Cette photographie prise le 20 mars 2023 par Brendan Barrett et publiée par l'Institut Max Planck du comportement animal montre un bébé hurleur sur le dos d'un singe capucin utilisant des outils en pierre sur un site d'enclume sur l'île de Jicarón (Panama). © Handout, Brendan Barrett / Max Planck Institute of Animal Behavior / AFP

Une "mode" mortelle

Les chercheurs étaient perplexes, car les kidnappeurs ne mangeaient pas les bébés et ne semblaient pas s'amuser avec eux. Avant de réaliser que ces enlèvements étaient une tradition sociale, une sorte de "mode" répandue chez les jeunes mâles capucins de l'île, selon Zoë Goldsborough.

C'est la première fois qu'une étude répertorie le comportement d'enlèvements répétés des petits d'une espèce par une autre espèce, selon son co-auteur Brendan Barrett.

Mais cette tradition a un coût car si quatre bébés singes hurleurs ont été observés morts, aucun des autres n'est censé avoir survécu, selon les chercheurs. Qui s'interrogent sur le mode opératoire des kidnappeurs. Ils agissent sans doute dans les arbres du parc national Coiba, où les caméras sont placées au sol.

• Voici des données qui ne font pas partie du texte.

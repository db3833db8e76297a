use chrono::NaiveDateTime;
use serde::{Deserialize, Serialize};

use super::escape;
use crate::client::ApiClient;
use crate::error::Result;
use crate::http::HttpMethod;
use crate::query::QueryParams;
use crate::transport::Transport;
use crate::types::api_datetime;

/// A client of the authenticated account.
#[derive(Debug, Clone, PartialEq, Eq, Serialize, Deserialize)]
pub struct Client {
    #[serde(rename = "ClientID")]
    pub client_id: String,
    #[serde(rename = "Name")]
    pub name: String,
}

/// A subscriber list belonging to a client.
#[derive(Debug, Clone, PartialEq, Eq, Serialize, Deserialize)]
pub struct List {
    #[serde(rename = "ListID")]
    pub list_id: String,
    #[serde(rename = "Name")]
    pub name: String,
}

/// A list an email address is subscribed to, with its state on that list.
#[derive(Debug, Clone, PartialEq, Eq, Serialize, Deserialize)]
#[serde(rename_all = "PascalCase")]
pub struct ListForEmail {
    #[serde(rename = "ListID")]
    pub list_id: String,
    pub list_name: String,
    #[serde(default)]
    pub subscriber_state: String,
    #[serde(default, with = "api_datetime", skip_serializing_if = "Option::is_none")]
    pub date_subscriber_added: Option<NaiveDateTime>,
}

impl<T: Transport> ApiClient<T> {
    /// Lists the clients of the authenticated account.
    pub fn list_clients(&self) -> Result<Vec<Client>> {
        let req = self.request(HttpMethod::Get, "clients.json")?;
        self.execute(req)
    }

    /// Lists the subscriber lists of a client.
    pub fn list_lists(&self, client_id: &str) -> Result<Vec<List>> {
        let path = format!("clients/{}/lists.json", escape(client_id));
        let req = self.request(HttpMethod::Get, &path)?;
        self.execute(req)
    }

    /// Lists every list of `client_id` that `email` appears on.
    pub fn lists_for_email(&self, client_id: &str, email: &str) -> Result<Vec<ListForEmail>> {
        let path = QueryParams::new()
            .set("email", email)
            .append_to(&format!("clients/{}/listsforemail.json", escape(client_id)));
        let req = self.request(HttpMethod::Get, &path)?;
        self.execute(req)
    }
}
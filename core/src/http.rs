//! HTTP requests and responses as plain data.
//!
//! # Design
//! `ApiClient` builds `HttpRequest` values and classifies `HttpResponse`
//! values; a `Transport` sits between the two and performs the actual I/O.
//! Keeping both sides as owned data lets tests intercept the exchange with a
//! recording transport and lets decorators rewrite a request without touching
//! the caller's copy.

use std::fmt;

/// HTTP method for a request.
#[derive(Debug, Clone, Copy, PartialEq, Eq)]
pub enum HttpMethod {
    Get,
    Post,
    Put,
    Delete,
}

impl HttpMethod {
    pub fn as_str(self) -> &'static str {
        match self {
            HttpMethod::Get => "GET",
            HttpMethod::Post => "POST",
            HttpMethod::Put => "PUT",
            HttpMethod::Delete => "DELETE",
        }
    }
}

impl fmt::Display for HttpMethod {
    fn fmt(&self, f: &mut fmt::Formatter<'_>) -> fmt::Result {
        f.write_str(self.as_str())
    }
}

/// A fully-qualified HTTP request.
///
/// Built by `ApiClient::new_request`. `url` is absolute; `body` is already
/// JSON-encoded.
#[derive(Debug, Clone, PartialEq, Eq)]
pub struct HttpRequest {
    pub method: HttpMethod,
    pub url: String,
    pub headers: Vec<(String, String)>,
    pub body: Option<String>,
}

impl HttpRequest {
    /// Returns the first header value matching `name`, ignoring ASCII case.
    pub fn header(&self, name: &str) -> Option<&str> {
        find_header(&self.headers, name)
    }

    /// Replaces every header named `name` with a single `value`.
    pub fn set_header(&mut self, name: &str, value: impl Into<String>) {
        self.headers.retain(|(n, _)| !n.eq_ignore_ascii_case(name));
        self.headers.push((name.to_string(), value.into()));
    }
}

/// An HTTP response with its body fully read.
///
/// Returned by a `Transport` and consumed by the client's status
/// classification. Owning the body means it is released on every exit path.
#[derive(Debug, Clone, PartialEq, Eq)]
pub struct HttpResponse {
    pub status: u16,
    pub headers: Vec<(String, String)>,
    pub body: String,
}

impl HttpResponse {
    pub fn header(&self, name: &str) -> Option<&str> {
        find_header(&self.headers, name)
    }

    pub fn is_success(&self) -> bool {
        (200..300).contains(&self.status)
    }
}

fn find_header<'a>(headers: &'a [(String, String)], name: &str) -> Option<&'a str> {
    headers
        .iter()
        .find(|(n, _)| n.eq_ignore_ascii_case(name))
        .map(|(_, v)| v.as_str())
}

#[cfg(test)]
mod tests {
    use super::*;

    fn request() -> HttpRequest {
        HttpRequest {
            method: HttpMethod::Get,
            url: "https://api.example.com/api/v3.1/clients.json".to_string(),
            headers: vec![("User-Agent".to_string(), "test".to_string())],
            body: None,
        }
    }

    #[test]
    fn header_lookup_ignores_case() {
        let req = request();
        assert_eq!(req.header("user-agent"), Some("test"));
        assert_eq!(req.header("USER-AGENT"), Some("test"));
        assert_eq!(req.header("authorization"), None);
    }

    #[test]
    fn set_header_replaces_existing_value() {
        let mut req = request();
        req.set_header("user-agent", "other");
        assert_eq!(req.headers.len(), 1);
        assert_eq!(req.header("User-Agent"), Some("other"));
    }

    #[test]
    fn success_range_is_2xx() {
        let mut resp = HttpResponse {
            status: 200,
            headers: Vec::new(),
            body: String::new(),
        };
        assert!(resp.is_success());
        resp.status = 299;
        assert!(resp.is_success());
        resp.status = 300;
        assert!(!resp.is_success());
        resp.status = 199;
        assert!(!resp.is_success());
    }

    #[test]
    fn method_renders_uppercase() {
        assert_eq!(HttpMethod::Delete.to_string(), "DELETE");
        assert_eq!(HttpMethod::Put.as_str(), "PUT");
    }
}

Cette photographie prise le 20 mars 2023 par Brendan Barrett et publiée par l'Institut Max Planck du comportement animal montre un bébé hurleur sur le dos d'un capucin adulte assis sur un site d'enclume (pour les outils en pierre) dans le lit d'un ruisseau, sur l'île de Jicarón (Panama).
Cette photographie prise le 20 mars 2023 par Brendan Barrett et publiée par l'Institut Max Planck du comportement animal montre un bébé hurleur sur le dos d'un capucin adulte assis sur un site d'enclume (pour les outils en pierre) dans le lit d'un ruisseau, sur l'île de Jicarón (Panama). © Handout, Brendan Barrett / Max Planck Institute of Animal Behavior / AFP
"Ils sont très habiles, parce qu'ils semblent être capables d'enlever à sa mère un bébé vieux d'un ou deux jours", selon Zoë Goldsborough.

Et sans dommage apparent, alors qu'un singe capucin est trois fois moins gros qu'un singe hurleur.

Le phénomène de tradition sociale a déjà été répertorié chez des animaux. Brendan Barrett a ainsi étudié des capucins au Costa Rica qui s'étaient mis à épouiller des porcs-épics, avant que cette mode ne passe. Dans les années 1980, des orques de la côte du Nord-Ouest américain avaient pris l'habitude d'exhiber des saumons morts sur leurs têtes. Un phénomène réapparu bien plus tard, avec l'observation il y a un an d'orques portant un "chapeau de saumon".

"Agents explorateurs du chaos"

Les chercheurs se sont intéressés aux capucins de Jicaron en 2017 parce qu'ils savent utiliser des pierres pour ouvrir des noix et des coquillages. Sans prédateurs et avec une ressource infinie de nourriture, ils ont beaucoup de temps libre.

"Ce sont des agents explorateurs du chaos", s'amuse Brendan Barrett.

Cette disponibilité est peut-être mise à profit pour la transmission de traditions sociales, comme l'utilisation de pierres comme outils, mais aussi de "comportements apparemment arbitraires", comme le vol de bébés, selon Brendan Barrett.

Selon Zoë Goldsborough, il y a eu au moins encore un vol de bébé depuis la conclusion de l'étude en juillet 2023. Et peut-être une baisse des enlèvements simplement parce qu'il y a moins de bébés à kidnapper, les singes hurleurs de l'île étant classés comme espèce en danger.